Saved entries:

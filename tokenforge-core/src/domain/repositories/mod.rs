//! Domain repositories
//!
//! Traits for the external collaborators the pipeline reads from and
//! writes to.

pub mod parameter_store;
pub mod artifact_source;

// Re-export repositories
pub use parameter_store::*;
pub use artifact_source::*;
//! Network guarantor
//!
//! Makes sure the wallet is on the required chain before anything is priced
//! or submitted.

use crate::infrastructure::provider::WalletProvider;
use crate::shared::error::DeployError;
use crate::shared::utils::chain_id_to_hex;
use std::sync::Arc;

/// What `ensure_network` had to do
#[derive(Debug, Clone, Copy, PartialEq, Eq)]
pub enum NetworkCheck {
    AlreadyOnTarget,
    Switched { from: u64 },
}

pub struct NetworkGuarantor {
    provider: Arc<dyn WalletProvider>,
}

impl NetworkGuarantor {
    pub fn new(provider: Arc<dyn WalletProvider>) -> Self {
        Self { provider }
    }

    /// Switch the wallet to `required_chain_id` unless it is already there.
    ///
    /// The switch prompt is awaited without a timeout and never retried; a
    /// rejected prompt surfaces as `SwitchRejected`.
    pub async fn ensure_network(&self, required_chain_id: u64) -> Result<NetworkCheck, DeployError> {
        let required_hex = chain_id_to_hex(required_chain_id);
        let current = self
            .provider
            .chain_id()
            .await
            .map_err(|e| DeployError::switch_failed(format!("Failed to read current chain: {}", e)))?;

        if current == required_chain_id {
            log::info!("Already on chainId: {}", required_hex);
            return Ok(NetworkCheck::AlreadyOnTarget);
        }

        log::info!("Wallet on chain {}, requesting switch to {}", chain_id_to_hex(current), required_hex);
        match self.provider.switch_chain(&required_hex).await {
            Ok(()) => {
                log::info!("Switched to chainId: {}", required_hex);
                Ok(NetworkCheck::Switched { from: current })
            }
            Err(e) if e.is_user_rejection() => {
                log::warn!("Network switch to {} rejected by user", required_hex);
                Err(DeployError::SwitchRejected(required_hex))
            }
            Err(e) => {
                log::error!("Network switch failed: {}", e);
                Err(DeployError::switch_failed(e.to_string()))
            }
        }
    }
}
//! Error handling for the deployment pipeline
//!
//! This module defines the error types used throughout the pipeline.

use crate::infrastructure::provider::ProviderError;
use thiserror::Error;

/// Deployment pipeline error type
#[derive(Error, Debug, Clone, PartialEq)]
pub enum DeployError {
    #[error("No wallet provider available")]
    ProviderUnavailable,

    #[error("Wallet returned no accounts")]
    NoAccounts,

    #[error("User rejected the connection request")]
    UserRejected,

    #[error("User rejected the network switch to {0}")]
    SwitchRejected(String),

    #[error("Network switch failed: {0}")]
    SwitchFailed(String),

    #[error("Failed to load contract artifact: {0}")]
    ArtifactLoadFailed(String),

    #[error("Fee estimation failed: {0}")]
    EstimationFailed(String),

    #[error("Deployment failed: {0}")]
    DeploymentFailed(String),

    #[error("Validation error: {0}")]
    Validation(String),

    #[error("Storage error: {0}")]
    Storage(String),

    #[error("Configuration error: {0}")]
    Config(String),

    #[error("No token parameters found")]
    MissingParameters,

    #[error("Wallet is not connected")]
    NotConnected,

    #[error("A deployment is already in flight")]
    DeploymentInFlight,

    #[error(transparent)]
    Provider(#[from] ProviderError),
}

impl DeployError {
    /// Create a network switch failure
    pub fn switch_failed(message: impl Into<String>) -> Self {
        Self::SwitchFailed(message.into())
    }

    /// Create an artifact loading error
    pub fn artifact(message: impl Into<String>) -> Self {
        Self::ArtifactLoadFailed(message.into())
    }

    /// Create a fee estimation error
    pub fn estimation(message: impl Into<String>) -> Self {
        Self::EstimationFailed(message.into())
    }

    /// Create a deployment error
    pub fn deployment(message: impl Into<String>) -> Self {
        Self::DeploymentFailed(message.into())
    }

    /// Create a validation error
    pub fn validation(message: impl Into<String>) -> Self {
        Self::Validation(message.into())
    }

    /// Create a storage error
    pub fn storage(message: impl Into<String>) -> Self {
        Self::Storage(message.into())
    }

    /// Create a configuration error
    pub fn config(message: impl Into<String>) -> Self {
        Self::Config(message.into())
    }

    /// The bare reason without the variant prefix, for wrapping into another
    /// stage's error
    pub fn detail(&self) -> String {
        match self {
            Self::SwitchRejected(msg)
            | Self::SwitchFailed(msg)
            | Self::ArtifactLoadFailed(msg)
            | Self::EstimationFailed(msg)
            | Self::DeploymentFailed(msg)
            | Self::Validation(msg)
            | Self::Storage(msg)
            | Self::Config(msg) => msg.clone(),
            other => other.to_string(),
        }
    }

    /// Whether the failure happened while establishing the wallet session.
    /// The deploy flow sends the user back to the entry step for these.
    pub fn is_connection_failure(&self) -> bool {
        matches!(
            self,
            Self::ProviderUnavailable | Self::NoAccounts | Self::UserRejected | Self::NotConnected
        )
    }
}

// Standard library error conversions
impl From<std::io::Error> for DeployError {
    fn from(err: std::io::Error) -> Self {
        Self::storage(format!("IO error: {}", err))
    }
}

impl From<serde_json::Error> for DeployError {
    fn from(err: serde_json::Error) -> Self {
        Self::storage(format!("JSON error: {}", err))
    }
}

impl From<hex::FromHexError> for DeployError {
    fn from(err: hex::FromHexError) -> Self {
        Self::validation(format!("Hex decoding error: {}", err))
    }
}

impl From<reqwest::Error> for DeployError {
    fn from(err: reqwest::Error) -> Self {
        Self::artifact(format!("HTTP error: {}", err))
    }
}

impl From<ethers::abi::Error> for DeployError {
    fn from(err: ethers::abi::Error) -> Self {
        Self::estimation(format!("ABI encoding error: {}", err))
    }
}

Try it: Take the lines above from the first through the one containing "#[derive(Debug, Clone, Copy, PartialEq, Eq)]" and reproduce them exactly; include nothing else.

Exercise solution:
filename tokenforge-core/src/domain/repositories/mod.rs
//! Domain repositories
//!
//! Traits for the external collaborators the pipeline reads from and
//! writes to.

pub mod parameter_store;
pub mod artifact_source;

// Re-export repositories
pub use parameter_store::*;
pub use artifact_source::*;
//! Network guarantor
//!
//! Makes sure the wallet is on the required chain before anything is priced
//! or submitted.

use crate::infrastructure::provider::WalletProvider;
use crate::shared::error::DeployError;
use crate::shared::utils::chain_id_to_hex;
use std::sync::Arc;

/// What `ensure_network` had to do
#[derive(Debug, Clone, Copy, PartialEq, Eq)]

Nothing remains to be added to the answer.